[Input records]
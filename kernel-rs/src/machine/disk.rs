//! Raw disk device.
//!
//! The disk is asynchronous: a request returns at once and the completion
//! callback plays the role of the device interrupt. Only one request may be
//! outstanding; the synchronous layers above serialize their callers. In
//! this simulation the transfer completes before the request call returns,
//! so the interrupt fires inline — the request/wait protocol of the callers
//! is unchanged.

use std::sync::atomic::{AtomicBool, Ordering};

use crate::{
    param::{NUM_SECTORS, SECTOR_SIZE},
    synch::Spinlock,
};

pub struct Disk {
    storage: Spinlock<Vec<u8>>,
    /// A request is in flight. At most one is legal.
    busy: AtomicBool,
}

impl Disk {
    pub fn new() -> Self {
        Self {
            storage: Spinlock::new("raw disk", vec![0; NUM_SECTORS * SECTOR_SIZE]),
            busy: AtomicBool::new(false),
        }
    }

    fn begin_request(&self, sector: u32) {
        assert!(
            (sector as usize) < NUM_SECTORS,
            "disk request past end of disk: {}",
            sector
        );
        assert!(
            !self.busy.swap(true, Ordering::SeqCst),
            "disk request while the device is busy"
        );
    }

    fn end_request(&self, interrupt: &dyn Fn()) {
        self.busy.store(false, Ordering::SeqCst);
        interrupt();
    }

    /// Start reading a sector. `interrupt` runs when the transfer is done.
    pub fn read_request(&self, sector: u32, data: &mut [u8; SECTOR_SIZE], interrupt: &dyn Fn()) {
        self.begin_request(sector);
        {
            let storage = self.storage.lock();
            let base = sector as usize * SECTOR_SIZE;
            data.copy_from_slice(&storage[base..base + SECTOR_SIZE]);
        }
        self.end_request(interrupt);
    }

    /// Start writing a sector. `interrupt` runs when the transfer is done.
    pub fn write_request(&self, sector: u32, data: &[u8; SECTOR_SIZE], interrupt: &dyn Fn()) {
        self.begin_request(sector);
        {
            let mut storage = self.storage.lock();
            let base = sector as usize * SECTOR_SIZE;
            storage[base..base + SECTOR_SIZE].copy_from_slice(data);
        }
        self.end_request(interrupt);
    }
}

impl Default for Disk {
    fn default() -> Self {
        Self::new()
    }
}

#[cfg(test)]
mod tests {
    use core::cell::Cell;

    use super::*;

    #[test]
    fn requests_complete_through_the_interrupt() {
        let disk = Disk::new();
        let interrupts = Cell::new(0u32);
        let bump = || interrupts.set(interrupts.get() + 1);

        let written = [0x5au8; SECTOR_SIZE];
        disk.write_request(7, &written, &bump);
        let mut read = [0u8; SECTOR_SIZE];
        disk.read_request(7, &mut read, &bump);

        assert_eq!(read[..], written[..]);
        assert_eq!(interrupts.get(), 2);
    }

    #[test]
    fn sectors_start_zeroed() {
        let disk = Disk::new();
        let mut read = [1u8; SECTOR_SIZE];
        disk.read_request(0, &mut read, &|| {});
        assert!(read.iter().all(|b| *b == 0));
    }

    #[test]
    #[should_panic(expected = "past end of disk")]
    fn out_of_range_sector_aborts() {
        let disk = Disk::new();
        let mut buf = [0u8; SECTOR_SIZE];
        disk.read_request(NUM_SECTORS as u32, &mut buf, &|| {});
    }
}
[/Input records]
*What is being asked*. Nothing but a number is needed: tally the lines of the listing that contain "data".

*Exercise response*. 4